Passwords - Part 2 of 2 - Leaked passwords
Monday, June 14. 2021
This is the sencond part in my passwords-series. It is about leaked passwords. See the previous one about passwords in general.
Your precious passwords get lost, stolen and misplaced all the time. Troy Hunt runs a website Have I been Pwned (pwn is computer slang meaning to conquer to gain ownership, see PWN for details). His service typically tracks down your email addresses and phone numbers, they leak even more often than your passwords, but he also has a dedicated section for passwords Pwned Passwords. At the time of writing, his database has over 600 billion (that's 600 thousand million) known passwords. So, by any statistical guess, he has your password. If you're unlucky, he has all of them in his system. The good thing about Mr. Hunt is, he's one of the good guys.
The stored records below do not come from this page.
impl Simulation {
    /// New simulation at `temperature` with tolerance `a` of the native potential.
    pub fn new(contacts: Arc<ContactMap>, tolerance: f64, temperature: f64, seed: u64) -> anyhow::Result<Self> {
        if !(temperature > 0.0 && temperature.is_finite()) {
            anyhow::bail!("Temperature must be positive and finite, got {}", temperature);
        }
        Ok(Self {
            contacts,
            potential: NativePotential::new(tolerance)?,
            temperature,
            seed,
            walker: None,
            step: 0,
            statistics: BTreeMap::new(),
            analyses: AnalysisCollection::default(),
        })
    }

    /// Append an analysis to the back of the collection.
    pub fn add_analysis(&mut self, analysis: Box<dyn Analyze<Walker>>) {
        self.analyses.push(analysis)
    }

    /// Append energies and conformations to the templated files in `dir`.
    ///
    /// Frequencies are in iterations.
    pub fn add_output_files(
        &mut self,
        dir: &Path,
        energy_frequency: Frequency,
        trajectory_frequency: Frequency,
    ) -> anyhow::Result<()> {
        let (t, d_max, a) = (self.temperature, self.contacts.d_max(), self.tolerance());
        let energy_file = output_file(dir, OutputKind::Energy, t, d_max, a);
        let trajectory_file = output_file(dir, OutputKind::Trajectory, t, d_max, a);
        log::debug!(
            "Writing {} and {}",
            energy_file.display(),
            trajectory_file.display()
        );
        self.add_analysis(Box::new(EnergyWriter::new(&energy_file, energy_frequency)?));
        self.add_analysis(Box::new(StructureWriter::new(trajectory_file, trajectory_frequency)));
        Ok(())
    }

    /// Scramble `chain` and start sampling from the result.
    pub fn first_iteration(&mut self, chain: &Chain) -> anyhow::Result<()> {
        let mut rng = StdRng::seed_from_u64(self.seed);
        let mut chain = chain.clone();
        montecarlo::scramble(&mut chain, &mut rng)?;
        let energy = self.potential.checked_energy(&chain, &self.contacts)?;
        self.start(chain, energy, rng)
    }

    /// Seed used by the next call to [`Simulation::first_iteration`] or [`Simulation::initialize`].
    pub fn reseed(&mut self, seed: u64) {
        self.seed = seed;
    }

    /// Start sampling from `chain` with known `energy`, e.g. when resuming.
    pub fn initialize(&mut self, chain: Chain, energy: f64) -> anyhow::Result<()> {
        let rng = StdRng::seed_from_u64(self.seed);
        self.start(chain, energy, rng)
    }

    fn start(&mut self, chain: Chain, energy: f64, rng: StdRng) -> anyhow::Result<()> {
        if chain.len() != self.contacts.num_beads() {
            anyhow::bail!(
                "Chain of {} beads does not match contact map of {} beads",
                chain.len(),
                self.contacts.num_beads()
            );
        }
        let sampler = FoldingSampler::new(self.contacts.clone(), self.potential);
        let criterion = AcceptanceCriterion::Boltzmann {
            temperature: self.temperature,
        };
        let walker = Walker {
            temperature: self.temperature,
            metropolis: MetropolisHastings::with_score(sampler, criterion, chain, energy, rng),
        };
        self.analyses.sample(&walker, self.step)?;
        self.walker = Some(walker);
        Ok(())
    }

    pub fn phase(&self) -> Phase {
        match &self.walker {
            None => Phase::Uninitialized,
            Some(walker) if walker.metropolis.statistics().num_trials == 0 => Phase::Initialized,
            Some(_) => Phase::Running,
        }
    }

    /// Current walker; fails before initialization.
    pub fn walker(&self) -> anyhow::Result<&Walker> {
        self.walker
            .as_ref()
            .ok_or_else(|| anyhow::anyhow!("Simulation at T = {} is not initialized", self.temperature))
    }

    fn walker_mut(&mut self) -> anyhow::Result<&mut Walker> {
        let temperature = self.temperature;
        self.walker
            .as_mut()
            .ok_or_else(|| anyhow::anyhow!("Simulation at T = {} is not initialized", temperature))
    }

    /// Perform a single Metropolis-Hastings iteration.
    pub fn next_iteration(&mut self) -> anyhow::Result<Outcome> {
        let walker = self
            .walker
            .as_mut()
            .ok_or_else(|| anyhow::anyhow!("Simulation must be initialized before iterating"))?;
        let outcome = walker.metropolis.step();
        if let Some(movement) = walker.metropolis.sampler().last_move() {
            let statistics = self
                .statistics
                .entry(movement.short_name().unwrap_or("move"))
                .or_default();
            match outcome {
                Outcome::Accepted(energy_change) => statistics.accept(energy_change),
                Outcome::Rejected | Outcome::Invalid => statistics.reject(),
            }
        }
        self.step += 1;
        self.analyses.sample(walker, self.step)?;
        Ok(outcome)
    }

    /// One iteration per bead. Returns the number of accepted moves.
    pub fn sweep(&mut self) -> anyhow::Result<usize> {
        let mut num_accepted = 0;
        for _ in 0..self.contacts.num_beads() {
            if self.next_iteration()?.is_accepted() {
                num_accepted += 1;
            }
        }
        Ok(num_accepted)
    }

    /// Exchange chains and energies with another simulation; temperatures stay.
    pub fn swap_chain(&mut self, other: &mut Simulation) -> anyhow::Result<()> {
        let other = other.walker_mut()?;
        self.walker_mut()?.metropolis.swap_state(&mut other.metropolis);
        Ok(())
    }

    /// True if the energy is within [`CONVERGENCE_TOLERANCE`] of `reference_energy`.
    pub fn has_converged(&self, reference_energy: f64) -> bool {
        self.energy()
            .is_some_and(|energy| (energy - reference_energy).abs() < CONVERGENCE_TOLERANCE)
    }

    /// Fraction of accepted iterations; zero before the first iteration.
    pub fn acceptance_ratio(&self) -> f64 {
        self.walker.as_ref().map_or(0.0, Walker::acceptance_ratio)
    }

    pub fn energy(&self) -> Option<f64> {
        self.walker.as_ref().map(Observable::energy)
    }

    pub fn chain(&self) -> Option<&Chain> {
        self.walker.as_ref().map(Observable::chain)
    }

    pub fn tolerance(&self) -> f64 {
        self.potential.tolerance()
    }

    pub fn contacts(&self) -> &ContactMap {
        &self.contacts
    }

    /// Number of completed iterations.
    pub const fn num_iterations(&self) -> usize {
        self.step
    }

    /// Trial and acceptance counts per kind of move.
    pub const fn move_statistics(&self) -> &BTreeMap<&'static str, MoveStatistics> {
        &self.statistics
    }

    /// Flush all output streams.
    pub fn flush(&mut self) {
        self.analyses.flush()
    }

    /// Summary of the run suitable for YAML output.
    pub fn summary(&self) -> Summary {
        Summary {
            temperature: self.temperature,
            tolerance: self.tolerance(),
            d_max: self.contacts.d_max(),
            num_iterations: self.step,
            energy: self.energy(),
            mean_energy: self.walker.as_ref().map(Walker::mean_energy),
            acceptance_ratio: self.acceptance_ratio(),
            moves: self.statistics.clone(),
            analysis: self.analyses.to_yaml(),
        }
    }
}

impl Temperature for Simulation {
    fn temperature(&self) -> f64 {
        self.temperature
    }
}

impl fmt::Display for Simulation {
    fn fmt(&self, f: &mut fmt::Formatter<'_>) -> fmt::Result {
        write!(
            f,
            "simulation (T = {:.2}, a = {:.1}, d_max = {:.1})",
            self.temperature,
            self.tolerance(),
            self.contacts.d_max()
        )
    }
}

/// Serializable summary of a [`Simulation`]
#[derive(Debug, Clone, Serialize)]
pub struct Summary {
    pub temperature: f64,
    pub tolerance: f64,
    pub d_max: f64,
    pub num_iterations: usize,
    pub energy: Option<f64>,
    pub mean_energy: Option<f64>,
    pub acceptance_ratio: f64,
    pub moves: BTreeMap<&'static str, MoveStatistics>,
    #[serde(skip_serializing_if = "Option::is_none")]
    pub analysis: Option<serde_yaml::Value>,
}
He wants to educate and inform people about their information being leaked to wrong hands.
8.4 billion leaked passwords in a single .txt-file
Even I have bunch of leaked and published sets of passwords. Couple days ago alias kys234 published a compilation of 8.4 billion passwords and made that database publicly available. More details are at RockYou2021: largest password compilation of all time leaked online with 8.4 billion entries and rockyou2021.txt - A Short Summary. Mr. Parrtridge even has the download links to this enormous file. Go download it, but prepare 100 GiB of free space first. Uncompressed the file is huge.
How long are the leaked passwords?
From those two articles, we learn that there are plenty of passwords to analyse. As I wrote in my previous post, my passwords are long. Super-long, as in 60-80 characters. So, I don't think any of my passwords are in the file. Still, I was interested in what would be the typical password lenght.
Running a single-liner (broken to multiple lines for readability):
perl -ne 'chomp; ++$cnt; $pwlen=length($_);
if ($lens{$pwlen}) {++$lens{$pwlen};} else {$lens{$pwlen}=1;}
END {printf("Count: %d", $cnt); keys(%lens);
while(my($k, $v) = each(%lens)) {printf("Len %d: %d\n", $k, $v);}}'
rockyou2021.txt
Will result in following:
Count: 8459060239
Len 6: 484236159
Len 7: 402518961
Len 8: 1107084124
Len 9: 1315444128
Len 10: 1314988168
Len 11: 1071452326
Len 12: 835365123
Len 13: 613654280
Len 14: 436652069
Len 15: 317146874
Len 16: 215720888
Len 17: 131328063
Len 18: 97950285
Len 19: 65235844
Len 20: 50282947
Visualization of the above table:
It would be safe to say, typical password is 9 or 10 characters short. Something a human being can remember and type easily into a login prompt.
Based on leaked material, how long a password should be?
The next obvious question is: Well then, if not 10 characters, how long the password should be?
Instant answer is: 21 characters. The file doesn't contain any of those.
Doing little bit of statistical analysis: If you're at 13 characters or more, your password is in the top-25%. At 15 or more, youre in top-7%. So, the obvious thing is to aim for 15 characters, no less than 13.
Given the lack of super-long passwords, I went a bit further with Rstudio. I went for the assumption, the password lenghts would form a gaussian bell curve. I managed to model the data points into a semi-accurate model which unfortunately for me is more inaccurate at the 18, 19, 20 characters than with the shorter ones.
If you want to improve my model, there is the human-readable HTML-version of R notebook. Also the R MD-formatted source is available.
Red line is the actual measured data points. Blue bars are what my model outputs.
Result is obvious: longer is better! If you're at 30 characters or more, your passwords can be considered unique. Typical systems crypt or hash the passwords in storage, making it is not feasible to brute-force a 30 char password. Also the reason why leaked RockYou2021 list doesn't contain any password of 21 or more characters: THEY ARE SO RARE!
Looks like me going for 60+ chars in my passwords is a bit over-kill. But hey! I'm simply future-proofing my passwords. If/when they leak, they should be out of brute-force attack, unless a super-weak crypto is used.
Wrap up
The key takeaways are:
- Password, a memorized secret is archaic and should be obsoleted, but this cannot be achieved anytime soon.
- Use password vault software that will suit your needs and you feel comfortable using.
- Never ever try to remember your passwords!
- Make sure to long passwords! Any password longer than 20 characters can be considered a long one.